Task goal:
In the entries below, how many lines hold the word "crate"? Answer with the number only.

Saved entries
>>>

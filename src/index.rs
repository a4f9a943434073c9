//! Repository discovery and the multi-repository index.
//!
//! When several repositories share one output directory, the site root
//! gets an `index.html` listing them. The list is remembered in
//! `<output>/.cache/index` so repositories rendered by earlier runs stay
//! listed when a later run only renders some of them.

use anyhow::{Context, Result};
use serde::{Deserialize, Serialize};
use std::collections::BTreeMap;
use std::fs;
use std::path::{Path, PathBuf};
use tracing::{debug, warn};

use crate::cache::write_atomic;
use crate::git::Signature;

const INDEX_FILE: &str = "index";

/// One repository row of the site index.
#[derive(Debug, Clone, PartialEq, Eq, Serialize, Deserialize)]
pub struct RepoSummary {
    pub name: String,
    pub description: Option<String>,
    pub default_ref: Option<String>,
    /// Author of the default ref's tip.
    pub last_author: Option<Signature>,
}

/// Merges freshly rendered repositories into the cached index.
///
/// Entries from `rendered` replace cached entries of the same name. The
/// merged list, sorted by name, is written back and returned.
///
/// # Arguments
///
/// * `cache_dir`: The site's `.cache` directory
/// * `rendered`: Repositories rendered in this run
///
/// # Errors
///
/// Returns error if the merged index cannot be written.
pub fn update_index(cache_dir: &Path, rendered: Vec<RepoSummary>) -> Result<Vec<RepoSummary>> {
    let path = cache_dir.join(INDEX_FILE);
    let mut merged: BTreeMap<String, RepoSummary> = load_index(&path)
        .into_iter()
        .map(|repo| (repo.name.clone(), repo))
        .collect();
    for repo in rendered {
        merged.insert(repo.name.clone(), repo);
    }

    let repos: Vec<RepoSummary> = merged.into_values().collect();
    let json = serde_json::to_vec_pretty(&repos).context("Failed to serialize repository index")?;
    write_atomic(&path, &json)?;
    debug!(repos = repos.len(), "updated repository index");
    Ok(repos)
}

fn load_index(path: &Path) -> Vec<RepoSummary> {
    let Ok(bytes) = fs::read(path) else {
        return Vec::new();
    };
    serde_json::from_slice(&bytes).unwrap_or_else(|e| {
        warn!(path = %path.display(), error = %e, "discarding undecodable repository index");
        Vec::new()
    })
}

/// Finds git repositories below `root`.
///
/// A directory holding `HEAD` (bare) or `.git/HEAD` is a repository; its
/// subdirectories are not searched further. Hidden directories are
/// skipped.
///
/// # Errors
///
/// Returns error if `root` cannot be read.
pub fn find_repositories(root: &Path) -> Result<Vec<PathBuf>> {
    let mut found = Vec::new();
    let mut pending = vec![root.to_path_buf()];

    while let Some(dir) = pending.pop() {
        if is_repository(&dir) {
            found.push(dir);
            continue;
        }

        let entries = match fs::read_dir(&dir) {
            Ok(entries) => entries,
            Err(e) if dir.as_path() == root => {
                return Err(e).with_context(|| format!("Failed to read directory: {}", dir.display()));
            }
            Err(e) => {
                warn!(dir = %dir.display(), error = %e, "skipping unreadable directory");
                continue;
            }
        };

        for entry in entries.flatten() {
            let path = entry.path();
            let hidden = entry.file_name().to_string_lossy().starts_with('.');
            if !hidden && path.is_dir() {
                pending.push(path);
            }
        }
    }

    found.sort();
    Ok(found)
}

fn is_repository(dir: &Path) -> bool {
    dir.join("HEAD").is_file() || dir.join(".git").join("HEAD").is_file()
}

<<<
>>>

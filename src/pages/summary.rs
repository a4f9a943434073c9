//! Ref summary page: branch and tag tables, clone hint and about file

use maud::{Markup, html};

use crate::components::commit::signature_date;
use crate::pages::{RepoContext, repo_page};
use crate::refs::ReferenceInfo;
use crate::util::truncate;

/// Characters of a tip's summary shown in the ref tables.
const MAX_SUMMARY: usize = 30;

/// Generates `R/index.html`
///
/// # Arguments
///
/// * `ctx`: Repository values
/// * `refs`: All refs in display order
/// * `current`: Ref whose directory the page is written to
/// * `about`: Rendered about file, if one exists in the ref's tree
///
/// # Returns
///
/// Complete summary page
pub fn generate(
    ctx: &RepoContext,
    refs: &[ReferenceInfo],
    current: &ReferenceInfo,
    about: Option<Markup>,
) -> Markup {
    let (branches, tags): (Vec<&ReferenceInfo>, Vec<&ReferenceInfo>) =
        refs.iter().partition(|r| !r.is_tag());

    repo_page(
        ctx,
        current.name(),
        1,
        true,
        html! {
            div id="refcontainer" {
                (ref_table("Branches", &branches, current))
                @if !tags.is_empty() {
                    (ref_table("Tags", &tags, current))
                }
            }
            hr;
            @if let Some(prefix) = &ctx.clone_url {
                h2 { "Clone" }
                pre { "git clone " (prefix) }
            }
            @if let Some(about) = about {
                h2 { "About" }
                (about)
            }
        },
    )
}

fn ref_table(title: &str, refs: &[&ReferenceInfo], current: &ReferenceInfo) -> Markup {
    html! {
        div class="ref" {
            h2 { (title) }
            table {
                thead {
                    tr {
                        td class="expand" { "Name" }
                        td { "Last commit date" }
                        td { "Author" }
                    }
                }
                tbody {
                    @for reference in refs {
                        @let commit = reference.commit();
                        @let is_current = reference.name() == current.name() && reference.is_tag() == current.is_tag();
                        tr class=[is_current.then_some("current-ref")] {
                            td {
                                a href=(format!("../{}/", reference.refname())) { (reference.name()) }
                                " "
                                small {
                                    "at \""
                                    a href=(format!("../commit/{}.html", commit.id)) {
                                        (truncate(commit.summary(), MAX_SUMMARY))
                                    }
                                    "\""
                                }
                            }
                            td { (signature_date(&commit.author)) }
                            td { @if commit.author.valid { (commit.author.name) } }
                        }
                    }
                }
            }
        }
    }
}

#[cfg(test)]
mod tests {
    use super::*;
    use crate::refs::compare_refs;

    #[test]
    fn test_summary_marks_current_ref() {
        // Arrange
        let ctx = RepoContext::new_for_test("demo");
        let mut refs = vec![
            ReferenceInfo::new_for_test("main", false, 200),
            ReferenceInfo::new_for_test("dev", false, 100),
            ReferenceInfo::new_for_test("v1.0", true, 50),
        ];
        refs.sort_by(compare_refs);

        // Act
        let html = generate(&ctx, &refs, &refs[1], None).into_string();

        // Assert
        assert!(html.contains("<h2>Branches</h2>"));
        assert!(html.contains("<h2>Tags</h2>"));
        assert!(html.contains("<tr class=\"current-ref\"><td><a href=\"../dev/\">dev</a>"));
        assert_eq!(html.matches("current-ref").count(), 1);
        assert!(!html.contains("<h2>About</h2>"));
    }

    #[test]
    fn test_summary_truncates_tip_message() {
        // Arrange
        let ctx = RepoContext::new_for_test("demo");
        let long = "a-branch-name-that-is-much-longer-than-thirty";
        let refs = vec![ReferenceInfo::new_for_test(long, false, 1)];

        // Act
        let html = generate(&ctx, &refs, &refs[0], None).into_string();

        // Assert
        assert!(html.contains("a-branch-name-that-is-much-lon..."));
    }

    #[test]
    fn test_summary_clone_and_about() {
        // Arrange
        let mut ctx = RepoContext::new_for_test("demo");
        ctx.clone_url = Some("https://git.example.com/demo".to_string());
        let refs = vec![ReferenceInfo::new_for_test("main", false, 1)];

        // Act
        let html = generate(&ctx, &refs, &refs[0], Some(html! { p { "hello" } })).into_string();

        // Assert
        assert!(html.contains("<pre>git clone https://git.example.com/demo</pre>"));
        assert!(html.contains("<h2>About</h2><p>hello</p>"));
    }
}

<<<

Answer below:
7